--- Dataset content Enclosed Below ---
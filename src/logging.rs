//! Structured logging initialisation.
//!
//! The router itself only emits `tracing` events; installing a subscriber is
//! the host's choice. These helpers install a `tracing-subscriber` registry
//! with an [`EnvFilter`] and either a JSON layer (production) or a pretty
//! layer (development).
//!
//! `RUST_LOG` takes precedence over the configured level when set.

use std::env;

use anyhow::{Context, Result};
use tracing::Level;
use tracing_subscriber::layer::SubscriberExt;
use tracing_subscriber::util::SubscriberInitExt;
use tracing_subscriber::{EnvFilter, Layer};

/// Log format: JSON for production, pretty-print for development
#[derive(Debug, Clone, Copy, PartialEq, Eq)]
pub enum LogFormat {
    Json,
    Pretty,
}

impl LogFormat {
    pub fn parse(s: &str) -> Self {
        match s.trim().to_lowercase().as_str() {
            "pretty" => LogFormat::Pretty,
            _ => LogFormat::Json,
        }
    }
}

/// Logging configuration
#[derive(Debug, Clone, PartialEq, Eq)]
pub struct LogConfig {
    /// Log level: trace/debug/info/warn/error
    pub log_level: String,
    /// Log format: json/pretty
    pub format: LogFormat,
    /// Extra filter directives (comma-separated, `target=level`)
    pub target_filter: Option<String>,
    /// Include file:line location
    pub include_location: bool,
}

impl Default for LogConfig {
    fn default() -> Self {
        Self {
            log_level: "info".to_string(),
            format: LogFormat::Json,
            target_filter: None,
            include_location: false,
        }
    }
}

impl LogConfig {
    /// Parse configuration from `MICROROUTER_LOG_*` environment variables.
    #[must_use]
    pub fn from_env() -> Self {
        Self {
            log_level: env::var("MICROROUTER_LOG_LEVEL").unwrap_or_else(|_| "info".to_string()),
            format: LogFormat::parse(
                &env::var("MICROROUTER_LOG_FORMAT").unwrap_or_else(|_| "json".to_string()),
            ),
            target_filter: env::var("MICROROUTER_LOG_TARGET_FILTER")
                .ok()
                .filter(|f| !f.trim().is_empty()),
            include_location: env::var("MICROROUTER_LOG_INCLUDE_LOCATION")
                .ok()
                .and_then(|s| s.parse().ok())
                .unwrap_or(false),
        }
    }

    /// Verbose, human-readable settings for local development and tests.
    #[must_use]
    pub fn default_dev() -> Self {
        Self {
            log_level: "debug".to_string(),
            format: LogFormat::Pretty,
            target_filter: None,
            include_location: true,
        }
    }

    fn level(&self) -> Level {
        match self.log_level.trim().to_lowercase().as_str() {
            "trace" => Level::TRACE,
            "debug" => Level::DEBUG,
            "warn" => Level::WARN,
            "error" => Level::ERROR,
            _ => Level::INFO,
        }
    }

    fn env_filter(&self) -> EnvFilter {
        let mut filter = EnvFilter::try_from_default_env()
            .unwrap_or_else(|_| EnvFilter::new(self.level().as_str()));
        if let Some(targets) = &self.target_filter {
            for directive in targets.split(',').map(str::trim).filter(|d| !d.is_empty()) {
                match directive.parse() {
                    Ok(d) => filter = filter.add_directive(d),
                    Err(_) => eprintln!("Warning: Invalid log filter directive: {directive}"),
                }
            }
        }
        filter
    }
}

/// Initialise logging at `log_level`, taking the remaining settings from the
/// environment.
///
/// # Example
///
/// ```no_run
/// microrouter::logging::init_logging("debug").expect("Failed to initialize logging");
/// ```
pub fn init_logging(log_level: &str) -> Result<()> {
    let mut config = LogConfig::from_env();
    config.log_level = log_level.to_string();
    init_logging_with_config(&config)
}

/// Install the global subscriber described by `config`.
///
/// Fails (rather than panicking) when a global subscriber is already set.
pub fn init_logging_with_config(config: &LogConfig) -> Result<()> {
    let fmt_layer = match config.format {
        LogFormat::Json => tracing_subscriber::fmt::layer()
            .json()
            .with_current_span(true)
            .with_target(true)
            .with_thread_ids(true)
            .with_file(config.include_location)
            .with_line_number(config.include_location)
            .boxed(),
        LogFormat::Pretty => tracing_subscriber::fmt::layer()
            .pretty()
            .with_target(true)
            .with_file(config.include_location)
            .with_line_number(config.include_location)
            .boxed(),
    };

    tracing_subscriber::registry()
        .with(config.env_filter())
        .with(fmt_layer)
        .try_init()
        .context("Failed to initialize logging")
}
--- End of Enclosed Dataset content ---
§ Task:
Each line above must be retyped exactly.

§ Answer below:
filename src/logging.rs
//! Structured logging initialisation.
//!
//! The router itself only emits `tracing` events; installing a subscriber is
//! the host's choice. These helpers install a `tracing-subscriber` registry
//! with an [`EnvFilter`] and either a JSON layer (production) or a pretty
//! layer (development).
//!
//! `RUST_LOG` takes precedence over the configured level when set.

use std::env;

use anyhow::{Context, Result};
use tracing::Level;
use tracing_subscriber::layer::SubscriberExt;
use tracing_subscriber::util::SubscriberInitExt;
use tracing_subscriber::{EnvFilter, Layer};

/// Log format: JSON for production, pretty-print for development
#[derive(Debug, Clone, Copy, PartialEq, Eq)]
pub enum LogFormat {
    Json,
    Pretty,
}

impl LogFormat {
    pub fn parse(s: &str) -> Self {
        match s.trim().to_lowercase().as_str() {
            "pretty" => LogFormat::Pretty,
            _ => LogFormat::Json,
        }
    }
}

/// Logging configuration
#[derive(Debug, Clone, PartialEq, Eq)]
pub struct LogConfig {
    /// Log level: trace/debug/info/warn/error
    pub log_level: String,
    /// Log format: json/pretty
    pub format: LogFormat,
    /// Extra filter directives (comma-separated, `target=level`)
    pub target_filter: Option<String>,
    /// Include file:line location
    pub include_location: bool,
}

impl Default for LogConfig {
    fn default() -> Self {
        Self {
            log_level: "info".to_string(),
            format: LogFormat::Json,
            target_filter: None,
            include_location: false,
        }
    }
}

impl LogConfig {
    /// Parse configuration from `MICROROUTER_LOG_*` environment variables.
    #[must_use]
    pub fn from_env() -> Self {
        Self {
            log_level: env::var("MICROROUTER_LOG_LEVEL").unwrap_or_else(|_| "info".to_string()),
            format: LogFormat::parse(
                &env::var("MICROROUTER_LOG_FORMAT").unwrap_or_else(|_| "json".to_string()),
            ),
            target_filter: env::var("MICROROUTER_LOG_TARGET_FILTER")
                .ok()
                .filter(|f| !f.trim().is_empty()),
            include_location: env::var("MICROROUTER_LOG_INCLUDE_LOCATION")
                .ok()
                .and_then(|s| s.parse().ok())
                .unwrap_or(false),
        }
    }

    /// Verbose, human-readable settings for local development and tests.
    #[must_use]
    pub fn default_dev() -> Self {
        Self {
            log_level: "debug".to_string(),
            format: LogFormat::Pretty,
            target_filter: None,
            include_location: true,
        }
    }

    fn level(&self) -> Level {
        match self.log_level.trim().to_lowercase().as_str() {
            "trace" => Level::TRACE,
            "debug" => Level::DEBUG,
            "warn" => Level::WARN,
            "error" => Level::ERROR,
            _ => Level::INFO,
        }
    }

    fn env_filter(&self) -> EnvFilter {
        let mut filter = EnvFilter::try_from_default_env()
            .unwrap_or_else(|_| EnvFilter::new(self.level().as_str()));
        if let Some(targets) = &self.target_filter {
            for directive in targets.split(',').map(str::trim).filter(|d| !d.is_empty()) {
                match directive.parse() {
                    Ok(d) => filter = filter.add_directive(d),
                    Err(_) => eprintln!("Warning: Invalid log filter directive: {directive}"),
                }
            }
        }
        filter
    }
}

/// Initialise logging at `log_level`, taking the remaining settings from the
/// environment.
///
/// # Example
///
/// ```no_run
/// microrouter::logging::init_logging("debug").expect("Failed to initialize logging");
/// ```
pub fn init_logging(log_level: &str) -> Result<()> {
    let mut config = LogConfig::from_env();
    config.log_level = log_level.to_string();
    init_logging_with_config(&config)
}

/// Install the global subscriber described by `config`.
///
/// Fails (rather than panicking) when a global subscriber is already set.
pub fn init_logging_with_config(config: &LogConfig) -> Result<()> {
    let fmt_layer = match config.format {
        LogFormat::Json => tracing_subscriber::fmt::layer()
            .json()
            .with_current_span(true)
            .with_target(true)
            .with_thread_ids(true)
            .with_file(config.include_location)
            .with_line_number(config.include_location)
            .boxed(),
        LogFormat::Pretty => tracing_subscriber::fmt::layer()
            .pretty()
            .with_target(true)
            .with_file(config.include_location)
            .with_line_number(config.include_location)
            .boxed(),
    };

    tracing_subscriber::registry()
        .with(config.env_filter())
        .with(fmt_layer)
        .try_init()
        .context("Failed to initialize logging")
}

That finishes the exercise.